Agent Build Guide
Code Review Agent
Automated PR review that flags bugs, security gaps, and convention violations before human reviewers
What you’ll need
Skills
Tools
The problem
Pull requests stack up faster than your team can review them. Each PR sits in the queue for hours while reviewers context-switch from their own work, spending 20 to 30 minutes on issues a machine could flag in seconds. The bottleneck creates merge conflicts, stale branches, and a team that ships slower every sprint.
Build guide
Step 1: Install the Code Review Skill
The /code-review command ships with Claude Code and works immediately. For the enhanced community version with language-specific review guides for 20+ frameworks, install it to your personal skills directory:
git clone https://github.com/awesome-skills/code-review-skill.git ~/.claude/skills/code-review
Start a new Claude Code session and verify the install:
/skills
You should see code-review in the list. If you skipped the community version, the built-in /code-review still appears as an available command.
Step 2: Configure Your CLAUDE.md
Your CLAUDE.md file tells the review agent what conventions matter in your codebase. If you do not have one yet, start with the config on the CLAUDE.md configuration guide and customize it for your stack.
Add a Review Standards section that defines the checks specific to your team:
## Review Standards
- Flag any function longer than 50 lines
- Flag any file with more than 3 levels of nesting
- Flag missing error handling on async operations
- Flag hardcoded values that should be environment variables
- Check that new API routes have input validation
The /code-review skill reads these rules and includes them in its review criteria alongside its default bug and security checks.
Step 3: Run Your First Review
Create a feature branch, make some changes, and run the review:
/code-review
The skill analyzes your diff against the base branch and outputs findings grouped by severity. Critical issues appear first, followed by warnings and suggestions. Each finding includes the file path, line number, and a description of the problem.
To have the agent fix the mechanical issues automatically:
/code-review --fix
Review the applied changes with git diff before committing. The –fix flag handles straightforward problems like unused imports and missing error handling. It leaves complex issues for you to address manually.
Step 4: Post Findings to GitHub (Optional)
To post review findings as inline comments on a GitHub pull request, install the gh CLI and authenticate:
brew install gh
gh auth login
/code-review --comment
Each finding appears as an inline comment on the exact line where the issue was found. The PR also gets a summary comment listing all findings ranked by severity.

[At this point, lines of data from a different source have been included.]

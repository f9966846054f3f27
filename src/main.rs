//! Command-line front-end: generate atom and bond meshes as JSON, list
//! option presets and dump the options schema.

use std::fs::File;
use std::io::{self, BufWriter, Write};
use std::path::{Path, PathBuf};

use anyhow::{Context, Result};
use clap::{Parser, Subcommand};
use glam::Vec3;
use molscope::geometry::{generate_cylinder, generate_sphere, Mesh};
use molscope::options::Options;

#[derive(Parser)]
#[command(name = "molscope", about = "Molecule viewer geometry tools")]
struct Cli {
    /// TOML options preset; defaults apply when omitted.
    #[arg(long, global = true)]
    options: Option<PathBuf>,

    #[command(subcommand)]
    command: Command,
}

#[derive(Subcommand)]
enum Command {
    /// Generate a geodesic sphere mesh.
    Sphere {
        /// Sphere center as `x,y,z`.
        #[arg(long, value_parser = parse_vec3, default_value = "0,0,0")]
        center: Vec3,
        /// Sphere radius.
        #[arg(long, default_value_t = 1.0)]
        radius: f32,
        /// RGB color as `r,g,b` in 0..=1.
        #[arg(long, value_parser = parse_vec3, default_value = "1,1,1")]
        color: Vec3,
        /// Subdivision depth; the options preset decides when omitted.
        #[arg(long)]
        depth: Option<u32>,
        /// Output file; stdout when omitted.
        #[arg(long)]
        out: Option<PathBuf>,
    },
    /// Generate a bond cylinder mesh between two points.
    Cylinder {
        /// First endpoint as `x,y,z`.
        #[arg(long, value_parser = parse_vec3)]
        from: Vec3,
        /// Second endpoint as `x,y,z`.
        #[arg(long, value_parser = parse_vec3)]
        to: Vec3,
        /// Tube radius; the options preset decides when omitted.
        #[arg(long)]
        radius: Option<f32>,
        /// Segments around the circumference; the options preset decides
        /// when omitted.
        #[arg(long)]
        smoothness: Option<u32>,
        /// Output file; stdout when omitted.
        #[arg(long)]
        out: Option<PathBuf>,
    },
    /// List the option presets in a directory.
    Presets {
        /// Directory holding `*.toml` presets.
        dir: PathBuf,
    },
    /// Write the JSON schema of the UI-exposed options.
    Schema {
        /// Output file; stdout when omitted.
        #[arg(long)]
        out: Option<PathBuf>,
    },
}

fn parse_vec3(s: &str) -> Result<Vec3, String> {
    let parts = s
        .split(',')
        .map(|p| p.trim().parse::<f32>().map_err(|e| format!("{p:?}: {e}")))
        .collect::<Result<Vec<_>, _>>()?;
    match parts.as_slice() {
        &[x, y, z] => Ok(Vec3::new(x, y, z)),
        _ => Err(format!("expected three comma-separated numbers, got {s:?}")),
    }
}

fn open_output(out: Option<&Path>) -> Result<Box<dyn Write>> {
    Ok(match out {
        Some(path) => Box::new(BufWriter::new(
            File::create(path)
                .with_context(|| format!("creating {}", path.display()))?,
        )),
        None => Box::new(io::stdout().lock()),
    })
}

fn write_mesh(mesh: &Mesh, out: Option<&Path>) -> Result<()> {
    log::info!(
        "{} triangles, {} vertices",
        mesh.triangle_count(),
        mesh.vertices().len()
    );
    let mut writer = open_output(out)?;
    serde_json::to_writer_pretty(&mut writer, mesh)
        .context("serializing mesh")?;
    writeln!(writer)?;
    writer.flush()?;
    Ok(())
}

fn main() -> Result<()> {
    env_logger::init();
    let cli = Cli::parse();

    let options = match &cli.options {
        Some(path) => Options::load(path)
            .with_context(|| format!("loading {}", path.display()))?,
        None => Options::default(),
    };

    match cli.command {
        Command::Sphere {
            center,
            radius,
            color,
            depth,
            out,
        } => {
            let depth =
                depth.unwrap_or(options.geometry.sphere_subdivision_depth);
            let mesh = generate_sphere(center, radius, color, depth)?;
            write_mesh(&mesh, out.as_deref())
        }
        Command::Cylinder {
            from,
            to,
            radius,
            smoothness,
            out,
        } => {
            let geometry = &options.geometry;
            let mesh = generate_cylinder(
                from,
                to,
                Vec3::from(options.colors.bond),
                radius.unwrap_or(geometry.bond_radius),
                smoothness.unwrap_or(geometry.cylinder_smoothness),
            )?;
            write_mesh(&mesh, out.as_deref())
        }
        Command::Presets { dir } => {
            let names = Options::list_presets(&dir)
                .with_context(|| format!("listing {}", dir.display()))?;
            let mut writer = open_output(None)?;
            for name in names {
                writeln!(writer, "{name}")?;
            }
            writer.flush()?;
            Ok(())
        }
        Command::Schema { out } => {
            let mut writer = open_output(out.as_deref())?;
            serde_json::to_writer_pretty(&mut writer, &Options::json_schema())
                .context("serializing schema")?;
            writeln!(writer)?;
            writer.flush()?;
            Ok(())
        }
    }
}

For teams that want automated reviews on every PR without manual invocation, Anthropic offers a Code Review product for Team and Enterprise plans that triggers automatically when a PR is opened.
Step 5: Tune the Review After 10 PRs
After running the agent on about 10 pull requests, you will know where it helps and where it generates noise. Tune it in two ways.
First, adjust the confidence threshold. The default is 80 out of 100. If you get too many low-confidence findings, raise it to 90. If you want to catch more edge cases, lower it to 70.
Second, update your CLAUDE.md. Every false positive the agent produces is a signal that your conventions are missing a rule. If the agent keeps flagging your intentional use of default exports in the /pages/ directory, add that exception to your CLAUDE.md conventions.
What to expect
This agent catches style violations, unused variables, missing error handling, security anti-patterns, and CLAUDE.md convention violations reliably. It handles the mechanical first pass so human reviewers can focus on design and logic decisions.
It does not catch architectural problems, business logic errors, or performance bottlenecks that require understanding the broader system. It also produces lower-quality results on diffs over 500 lines where context limits reduce accuracy. Treat it as a filter, not a replacement for human review.
Frequently Asked Questions
The agent reliably catches mechanical issues but misses problems that require understanding beyond the current diff. Architectural concerns, race conditions in concurrent code, business logic errors, and performance bottlenecks all need a human reviewer. Teams that keep their CLAUDE.md detailed get better results because convention compliance checks fill some of those gaps.
The /code-review skill is specific to Claude Code. For Cursor, set up an equivalent workflow using Cursor's built-in review features or a cursor rules configuration. The CLAUDE.md review standards from this guide translate directly to .cursorrules format if you want the same conventions enforced.
It reviews whatever diff exists on your current branch regardless of how many packages changed. For monorepos, large cross-package diffs can exceed context limits and reduce review quality. Break changes into per-package PRs when possible, or raise the confidence threshold to filter out lower-quality findings on big diffs.
The local /code-review command uses your Claude Code session tokens. Cost scales with diff size and how much codebase context the skill loads. For teams wanting fully automated reviews on every PR, Anthropic offers a separate Code Review product billed per review based on token usage.